◆ ABOUT THIS TASK ◆
State the number of lines in these records that include the string "while", and say nothing more.

***** MATERIAL SHOWN *****

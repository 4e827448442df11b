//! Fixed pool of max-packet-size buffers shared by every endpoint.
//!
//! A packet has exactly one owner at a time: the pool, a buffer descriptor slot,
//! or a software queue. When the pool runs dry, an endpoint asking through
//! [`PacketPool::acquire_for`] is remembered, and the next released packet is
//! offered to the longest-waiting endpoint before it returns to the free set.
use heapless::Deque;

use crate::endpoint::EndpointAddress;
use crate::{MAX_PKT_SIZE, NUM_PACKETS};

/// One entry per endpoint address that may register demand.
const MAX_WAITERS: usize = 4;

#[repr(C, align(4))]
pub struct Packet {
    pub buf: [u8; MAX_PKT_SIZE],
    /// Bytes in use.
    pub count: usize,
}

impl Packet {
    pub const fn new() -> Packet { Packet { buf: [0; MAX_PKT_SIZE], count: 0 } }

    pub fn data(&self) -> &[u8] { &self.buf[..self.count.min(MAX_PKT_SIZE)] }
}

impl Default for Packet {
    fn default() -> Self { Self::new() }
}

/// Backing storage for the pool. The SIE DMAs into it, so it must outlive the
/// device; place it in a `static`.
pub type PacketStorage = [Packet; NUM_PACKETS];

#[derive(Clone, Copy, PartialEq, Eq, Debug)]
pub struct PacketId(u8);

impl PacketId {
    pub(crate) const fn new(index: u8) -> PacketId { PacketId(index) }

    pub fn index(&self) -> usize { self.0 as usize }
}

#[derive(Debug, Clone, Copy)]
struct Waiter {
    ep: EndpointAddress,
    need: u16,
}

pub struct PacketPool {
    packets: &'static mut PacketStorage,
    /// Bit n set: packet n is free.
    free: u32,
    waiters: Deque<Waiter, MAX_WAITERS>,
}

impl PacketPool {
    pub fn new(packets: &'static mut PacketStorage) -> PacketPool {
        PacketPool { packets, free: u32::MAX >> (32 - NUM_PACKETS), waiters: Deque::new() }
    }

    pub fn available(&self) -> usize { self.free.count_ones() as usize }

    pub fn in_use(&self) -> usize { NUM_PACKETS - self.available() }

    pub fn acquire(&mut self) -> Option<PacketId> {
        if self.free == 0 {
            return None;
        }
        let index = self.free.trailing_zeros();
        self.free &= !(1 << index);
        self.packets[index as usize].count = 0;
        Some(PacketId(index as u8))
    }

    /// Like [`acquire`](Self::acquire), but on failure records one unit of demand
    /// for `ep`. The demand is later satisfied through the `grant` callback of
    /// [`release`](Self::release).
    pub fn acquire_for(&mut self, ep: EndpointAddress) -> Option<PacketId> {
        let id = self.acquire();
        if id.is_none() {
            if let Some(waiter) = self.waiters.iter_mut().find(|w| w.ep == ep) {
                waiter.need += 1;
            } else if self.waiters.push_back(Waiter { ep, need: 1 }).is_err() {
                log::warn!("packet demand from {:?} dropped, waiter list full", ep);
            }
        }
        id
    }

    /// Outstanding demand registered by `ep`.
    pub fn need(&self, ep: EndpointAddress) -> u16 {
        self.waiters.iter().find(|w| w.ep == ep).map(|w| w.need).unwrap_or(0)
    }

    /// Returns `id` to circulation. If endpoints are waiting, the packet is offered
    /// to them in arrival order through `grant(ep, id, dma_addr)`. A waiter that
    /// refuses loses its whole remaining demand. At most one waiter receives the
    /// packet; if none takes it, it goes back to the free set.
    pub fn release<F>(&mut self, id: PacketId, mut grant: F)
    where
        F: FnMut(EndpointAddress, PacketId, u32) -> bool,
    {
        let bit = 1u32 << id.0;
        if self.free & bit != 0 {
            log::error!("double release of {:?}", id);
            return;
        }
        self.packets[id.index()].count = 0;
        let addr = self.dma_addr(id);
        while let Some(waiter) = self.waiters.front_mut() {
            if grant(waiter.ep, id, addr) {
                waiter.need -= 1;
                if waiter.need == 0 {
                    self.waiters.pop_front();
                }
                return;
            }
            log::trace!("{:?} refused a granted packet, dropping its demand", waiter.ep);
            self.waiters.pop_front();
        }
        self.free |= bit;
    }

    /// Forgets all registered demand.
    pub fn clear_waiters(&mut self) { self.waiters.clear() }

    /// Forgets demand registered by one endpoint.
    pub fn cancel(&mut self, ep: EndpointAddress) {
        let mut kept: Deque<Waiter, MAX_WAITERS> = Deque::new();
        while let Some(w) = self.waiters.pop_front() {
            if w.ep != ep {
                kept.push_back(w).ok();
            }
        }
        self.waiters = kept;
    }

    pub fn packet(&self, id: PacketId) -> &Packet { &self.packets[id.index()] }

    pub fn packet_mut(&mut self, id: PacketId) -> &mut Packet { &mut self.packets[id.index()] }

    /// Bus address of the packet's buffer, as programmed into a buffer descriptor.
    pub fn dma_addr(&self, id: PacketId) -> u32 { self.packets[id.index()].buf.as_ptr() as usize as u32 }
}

*****
***** MATERIAL SHOWN *****

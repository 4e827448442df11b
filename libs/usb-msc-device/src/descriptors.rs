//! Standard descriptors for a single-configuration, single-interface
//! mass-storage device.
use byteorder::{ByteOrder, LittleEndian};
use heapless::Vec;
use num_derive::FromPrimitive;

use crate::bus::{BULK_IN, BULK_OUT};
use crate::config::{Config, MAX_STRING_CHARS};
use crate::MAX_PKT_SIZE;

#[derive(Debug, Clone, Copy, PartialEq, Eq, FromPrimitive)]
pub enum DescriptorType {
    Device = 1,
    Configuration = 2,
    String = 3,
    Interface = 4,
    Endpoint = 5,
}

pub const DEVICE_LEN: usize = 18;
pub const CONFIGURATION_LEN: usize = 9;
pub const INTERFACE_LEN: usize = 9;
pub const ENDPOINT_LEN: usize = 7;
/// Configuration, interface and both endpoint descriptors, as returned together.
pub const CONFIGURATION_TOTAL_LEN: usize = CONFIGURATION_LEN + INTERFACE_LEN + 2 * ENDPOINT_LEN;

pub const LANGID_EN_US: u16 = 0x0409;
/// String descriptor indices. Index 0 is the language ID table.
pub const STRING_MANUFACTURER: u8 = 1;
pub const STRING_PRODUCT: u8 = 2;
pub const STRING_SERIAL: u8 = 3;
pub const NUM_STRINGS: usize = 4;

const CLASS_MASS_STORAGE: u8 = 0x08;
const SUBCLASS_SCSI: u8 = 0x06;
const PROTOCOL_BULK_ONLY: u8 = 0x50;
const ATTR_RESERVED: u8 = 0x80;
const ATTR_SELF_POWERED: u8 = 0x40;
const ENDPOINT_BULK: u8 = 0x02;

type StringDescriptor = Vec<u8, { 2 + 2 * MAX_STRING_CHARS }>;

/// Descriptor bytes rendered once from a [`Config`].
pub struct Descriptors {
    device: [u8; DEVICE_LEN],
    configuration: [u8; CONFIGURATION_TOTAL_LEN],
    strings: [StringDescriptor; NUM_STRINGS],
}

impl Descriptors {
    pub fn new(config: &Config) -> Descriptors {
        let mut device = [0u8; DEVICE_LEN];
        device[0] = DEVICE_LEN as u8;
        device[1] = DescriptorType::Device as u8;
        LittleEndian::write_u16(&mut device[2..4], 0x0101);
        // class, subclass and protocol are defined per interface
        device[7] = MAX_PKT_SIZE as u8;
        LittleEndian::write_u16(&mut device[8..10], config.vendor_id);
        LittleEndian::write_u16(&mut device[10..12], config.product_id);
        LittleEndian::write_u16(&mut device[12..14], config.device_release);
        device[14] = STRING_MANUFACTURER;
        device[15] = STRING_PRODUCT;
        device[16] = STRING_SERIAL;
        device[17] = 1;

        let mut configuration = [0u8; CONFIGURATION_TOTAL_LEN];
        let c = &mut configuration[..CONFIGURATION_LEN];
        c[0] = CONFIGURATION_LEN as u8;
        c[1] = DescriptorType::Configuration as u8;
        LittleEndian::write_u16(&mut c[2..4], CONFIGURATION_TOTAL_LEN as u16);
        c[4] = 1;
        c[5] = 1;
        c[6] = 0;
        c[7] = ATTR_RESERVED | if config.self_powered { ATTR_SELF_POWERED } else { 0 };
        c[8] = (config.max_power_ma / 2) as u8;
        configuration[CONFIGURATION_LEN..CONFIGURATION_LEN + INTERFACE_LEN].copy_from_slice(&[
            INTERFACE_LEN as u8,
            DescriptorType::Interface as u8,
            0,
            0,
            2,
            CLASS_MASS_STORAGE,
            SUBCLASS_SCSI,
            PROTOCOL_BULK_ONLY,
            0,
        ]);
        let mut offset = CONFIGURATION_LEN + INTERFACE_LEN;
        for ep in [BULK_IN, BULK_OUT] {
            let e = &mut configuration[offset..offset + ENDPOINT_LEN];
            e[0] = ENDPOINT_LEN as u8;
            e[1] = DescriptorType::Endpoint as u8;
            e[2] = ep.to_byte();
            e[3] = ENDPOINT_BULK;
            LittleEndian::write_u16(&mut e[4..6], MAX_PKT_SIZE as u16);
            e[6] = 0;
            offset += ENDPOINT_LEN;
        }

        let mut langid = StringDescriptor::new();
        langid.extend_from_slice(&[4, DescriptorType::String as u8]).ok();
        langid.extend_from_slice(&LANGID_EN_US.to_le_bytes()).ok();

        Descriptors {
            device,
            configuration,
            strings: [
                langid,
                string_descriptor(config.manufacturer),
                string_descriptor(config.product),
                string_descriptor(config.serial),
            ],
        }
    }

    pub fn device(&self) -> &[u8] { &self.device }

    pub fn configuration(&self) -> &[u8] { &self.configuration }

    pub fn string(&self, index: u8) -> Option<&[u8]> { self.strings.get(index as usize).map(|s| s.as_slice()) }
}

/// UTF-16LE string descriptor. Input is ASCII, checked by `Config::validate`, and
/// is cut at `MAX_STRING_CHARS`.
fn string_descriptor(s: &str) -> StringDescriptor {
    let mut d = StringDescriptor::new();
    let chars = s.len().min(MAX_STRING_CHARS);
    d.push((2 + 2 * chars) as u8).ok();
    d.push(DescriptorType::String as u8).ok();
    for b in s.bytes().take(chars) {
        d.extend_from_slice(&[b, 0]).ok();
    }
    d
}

*****
***** MATERIAL SHOWN *****

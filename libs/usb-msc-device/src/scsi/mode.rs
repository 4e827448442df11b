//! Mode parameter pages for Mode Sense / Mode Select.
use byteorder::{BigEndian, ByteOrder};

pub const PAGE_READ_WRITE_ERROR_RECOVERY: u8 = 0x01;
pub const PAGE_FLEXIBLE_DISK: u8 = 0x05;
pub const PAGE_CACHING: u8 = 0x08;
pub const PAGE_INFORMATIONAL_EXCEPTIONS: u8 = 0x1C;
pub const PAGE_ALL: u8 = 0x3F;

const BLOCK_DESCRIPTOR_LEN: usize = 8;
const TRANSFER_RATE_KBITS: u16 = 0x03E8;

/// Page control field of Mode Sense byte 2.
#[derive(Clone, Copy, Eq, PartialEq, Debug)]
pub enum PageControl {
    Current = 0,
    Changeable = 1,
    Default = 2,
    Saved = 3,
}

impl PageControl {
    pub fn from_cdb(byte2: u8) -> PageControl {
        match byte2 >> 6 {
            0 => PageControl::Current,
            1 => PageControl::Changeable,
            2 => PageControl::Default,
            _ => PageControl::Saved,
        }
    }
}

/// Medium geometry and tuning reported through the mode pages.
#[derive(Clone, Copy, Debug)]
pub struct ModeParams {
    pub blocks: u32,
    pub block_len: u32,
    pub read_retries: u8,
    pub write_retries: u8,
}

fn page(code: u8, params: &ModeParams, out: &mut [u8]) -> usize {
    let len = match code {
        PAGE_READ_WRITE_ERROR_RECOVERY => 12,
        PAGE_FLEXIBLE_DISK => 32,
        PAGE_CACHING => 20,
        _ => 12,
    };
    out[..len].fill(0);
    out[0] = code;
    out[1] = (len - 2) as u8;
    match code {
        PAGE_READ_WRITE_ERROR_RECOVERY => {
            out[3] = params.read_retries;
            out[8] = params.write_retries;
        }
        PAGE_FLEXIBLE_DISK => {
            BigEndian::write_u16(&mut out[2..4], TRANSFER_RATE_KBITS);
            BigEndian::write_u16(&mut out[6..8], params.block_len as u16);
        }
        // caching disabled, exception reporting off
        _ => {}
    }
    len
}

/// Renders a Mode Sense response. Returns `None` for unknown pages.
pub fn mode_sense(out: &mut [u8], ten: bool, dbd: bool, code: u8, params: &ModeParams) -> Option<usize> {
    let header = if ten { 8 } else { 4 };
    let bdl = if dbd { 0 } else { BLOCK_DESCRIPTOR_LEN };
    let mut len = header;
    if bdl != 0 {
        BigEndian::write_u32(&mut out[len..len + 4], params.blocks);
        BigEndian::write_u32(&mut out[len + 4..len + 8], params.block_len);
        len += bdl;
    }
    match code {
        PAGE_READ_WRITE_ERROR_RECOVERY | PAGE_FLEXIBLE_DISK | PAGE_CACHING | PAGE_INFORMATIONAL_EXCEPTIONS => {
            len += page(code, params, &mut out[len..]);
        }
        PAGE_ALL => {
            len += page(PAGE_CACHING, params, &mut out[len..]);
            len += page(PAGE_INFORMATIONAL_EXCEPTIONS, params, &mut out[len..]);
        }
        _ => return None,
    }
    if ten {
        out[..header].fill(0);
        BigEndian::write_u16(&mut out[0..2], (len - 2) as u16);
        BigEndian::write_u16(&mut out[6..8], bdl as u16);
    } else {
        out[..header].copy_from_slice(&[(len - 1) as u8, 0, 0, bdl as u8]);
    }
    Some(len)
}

*****

◆ COMPLETED TASK ◆
2